さらに、本件用水路及び本件里道の南東側に沿って、原告ら居宅を含めた四軒の民家が存在するが、右各民家の本件用水路側にはブロック塀及びフェンスが存在するため、幼児がそれを乗り越えて本件用水路ないし本件里道に到達することは、ほぼ不可能であって、前記のとおり、本件事故の際の勇希も、本件事故現場付近の町道が通る前記橋を渡り、本件里道を通って本件事故現場付近に至り、本件用水路に誤って転落したものと推認される。

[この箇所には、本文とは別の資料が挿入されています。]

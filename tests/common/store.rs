//! Scripted in-memory service store
//!
//! Replays a queue of responses, one per fetch, then keeps returning the
//! fallback. Every fetch is counted so tests can assert on the number of
//! polls and the key they were made with.

use std::collections::VecDeque;
use std::sync::Mutex;
use std::sync::atomic::{AtomicUsize, Ordering};

use k8s_openapi::api::core::v1::Service;
use kube::core::ErrorResponse;
use mongodb_operator::resources::ServiceStore;

#[allow(dead_code)]
pub struct ScriptedStore {
    script: Mutex<VecDeque<Result<Service, kube::Error>>>,
    fallback: Service,
    calls: AtomicUsize,
    keys: Mutex<Vec<(String, String)>>,
}

#[allow(dead_code)]
impl ScriptedStore {
    /// Always answers with `svc`
    pub fn constant(svc: Service) -> Self {
        Self::scripted(Vec::new(), svc)
    }

    /// Answers with `script` in order, then with `fallback`
    pub fn scripted(script: Vec<Result<Service, kube::Error>>, fallback: Service) -> Self {
        Self {
            script: Mutex::new(script.into()),
            fallback,
            calls: AtomicUsize::new(0),
            keys: Mutex::new(Vec::new()),
        }
    }

    /// Number of fetches observed
    pub fn calls(&self) -> usize {
        self.calls.load(Ordering::SeqCst)
    }

    /// (name, namespace) of every fetch, in order
    pub fn keys(&self) -> Vec<(String, String)> {
        self.keys.lock().unwrap().clone()
    }
}

impl ServiceStore for ScriptedStore {
    async fn get_service(&self, name: &str, namespace: &str) -> Result<Service, kube::Error> {
        self.calls.fetch_add(1, Ordering::SeqCst);
        self.keys
            .lock()
            .unwrap()
            .push((name.to_string(), namespace.to_string()));

        let next = self.script.lock().unwrap().pop_front();
        next.unwrap_or_else(|| Ok(self.fallback.clone()))
    }
}

/// An API error as the client would surface it
#[allow(dead_code)]
pub fn api_error(code: u16, reason: &str) -> kube::Error {
    kube::Error::Api(ErrorResponse {
        status: "Failure".to_string(),
        message: format!("{} error", reason),
        reason: reason.to_string(),
        code,
    })
}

そして、学齢に達しない幼児が保護者の監護なく自由に遊び、行動することのできる公園や広場等の空間が近くに存在しない場所にある本件用水路又は本件里道の管理者としては、その付近にあっては、危険の認識能力も、その回避の能力も乏しい幼児について、通常保護者の監護のもとにあると信頼するのが自然であり、保護者の監護もない状態で、二、三歳程度の幼児が幼児のみで右のような経路をたどるなどし、本件里道の本件事故現場付近に至り、本件用水路に転落するというような状況は、通常の予測の範囲にあるものとは言い難い。
右に述べた本件用水路及び本件里道の構造と用法、場所的環境及び利用状況等に加えて、その危険性の程度と具体的な措置の難易の程度や用水路管理の一般的状況、さらには、本件用水路及び本件里道については、本件事故以前に原告らを含む付近住民や本件里道を頻繁に利用していた付近の田の所有者、耕作者ら、付近の学校関係者等から危険の指摘や安全設備の要求はなかったこと等の事情を併せ考えると、本件里道の管理者である被告国や、本件用水路の管理者である被告町が、本件用水路に二、三歳程度の幼児が保護者の監護を離れて近づき転落するという本件事故のような不慮の事故を予見してその回避のために蓋や柵の設置等何らかの措置を講ずるべき義務を負担していたものとは解し難い。
以上のとおりであるから、本件事故現場に原告らが主張するような幼児の転落を防止する設備をあらかじめ設けていなかったことをもって、本件用水路又は本件里道が通常備えるべき安全性を欠き、被告国又は同町の管理に瑕疵があったと解することはできない。
四 結論
よって、その余の点を判断するまでもなく、原告らの請求はいずれも理由がないから、これを棄却することとし、主文のとおり判決する。